— What you are asked to do —
Your job is to write out each record exactly, leaving none out.

— Input data —
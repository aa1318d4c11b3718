use chrono::{Datelike, NaiveDate};

use crate::bucket::EventBuckets;
use crate::datetime::{WEEK_DAYS, add_days, calendar_grid, is_same_day, start_of_week};
use crate::event::CalendarEvent;

/// Events shown inline in a month cell before collapsing into "+N more".
pub const MONTH_CELL_VISIBLE_EVENTS: usize = 3;

pub fn month_grid(anchor: NaiveDate) -> Vec<NaiveDate> {
    calendar_grid(&anchor)
}

/// Seven consecutive days from `week_start`.
pub fn week_grid(week_start: NaiveDate) -> Vec<NaiveDate> {
    (0..WEEK_DAYS).map(|offset| add_days(week_start, offset)).collect()
}

/// Week containing `anchor`, Sunday first.
pub fn week_grid_for(anchor: NaiveDate) -> Vec<NaiveDate> {
    week_grid(start_of_week(anchor))
}

#[derive(Debug, Clone, PartialEq)]
pub struct MonthCell<'a> {
    pub date: NaiveDate,
    pub events: Vec<&'a CalendarEvent>,
    pub is_today: bool,
    pub is_other_month: bool,
}

impl<'a> MonthCell<'a> {
    pub fn visible_events(&self) -> &[&'a CalendarEvent] {
        let shown = self.events.len().min(MONTH_CELL_VISIBLE_EVENTS);
        &self.events[..shown]
    }

    pub fn overflow(&self) -> usize {
        self.events.len().saturating_sub(MONTH_CELL_VISIBLE_EVENTS)
    }
}

/// The 42 cells of the month view for `anchor`'s month. `today` is passed
/// in; `datetime::is_today` is the clock-reading form of the same check.
pub fn month_cells<'a>(
    anchor: NaiveDate,
    buckets: &EventBuckets<'a>,
    today: NaiveDate,
) -> Vec<MonthCell<'a>> {
    month_grid(anchor)
        .into_iter()
        .map(|date| MonthCell {
            date,
            events: buckets.get(&date).to_vec(),
            is_today: is_same_day(&date, &today),
            is_other_month: date.month() != anchor.month(),
        })
        .collect()
}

— Solution to the exercise —
repository aa1318d4c11b3718
use chrono::{Datelike, NaiveDate};

use crate::bucket::EventBuckets;
use crate::datetime::{WEEK_DAYS, add_days, calendar_grid, is_same_day, start_of_week};
use crate::event::CalendarEvent;

/// Events shown inline in a month cell before collapsing into "+N more".
pub const MONTH_CELL_VISIBLE_EVENTS: usize = 3;

pub fn month_grid(anchor: NaiveDate) -> Vec<NaiveDate> {
    calendar_grid(&anchor)
}

/// Seven consecutive days from `week_start`.
pub fn week_grid(week_start: NaiveDate) -> Vec<NaiveDate> {
    (0..WEEK_DAYS).map(|offset| add_days(week_start, offset)).collect()
}

/// Week containing `anchor`, Sunday first.
pub fn week_grid_for(anchor: NaiveDate) -> Vec<NaiveDate> {
    week_grid(start_of_week(anchor))
}

#[derive(Debug, Clone, PartialEq)]
pub struct MonthCell<'a> {
    pub date: NaiveDate,
    pub events: Vec<&'a CalendarEvent>,
    pub is_today: bool,
    pub is_other_month: bool,
}

impl<'a> MonthCell<'a> {
    pub fn visible_events(&self) -> &[&'a CalendarEvent] {
        let shown = self.events.len().min(MONTH_CELL_VISIBLE_EVENTS);
        &self.events[..shown]
    }

    pub fn overflow(&self) -> usize {
        self.events.len().saturating_sub(MONTH_CELL_VISIBLE_EVENTS)
    }
}

/// The 42 cells of the month view for `anchor`'s month. `today` is passed
/// in; `datetime::is_today` is the clock-reading form of the same check.
pub fn month_cells<'a>(
    anchor: NaiveDate,
    buckets: &EventBuckets<'a>,
    today: NaiveDate,
) -> Vec<MonthCell<'a>> {
    month_grid(anchor)
        .into_iter()
        .map(|date| MonthCell {
            date,
            events: buckets.get(&date).to_vec(),
            is_today: is_same_day(&date, &today),
            is_other_month: date.month() != anchor.month(),
        })
        .collect()
}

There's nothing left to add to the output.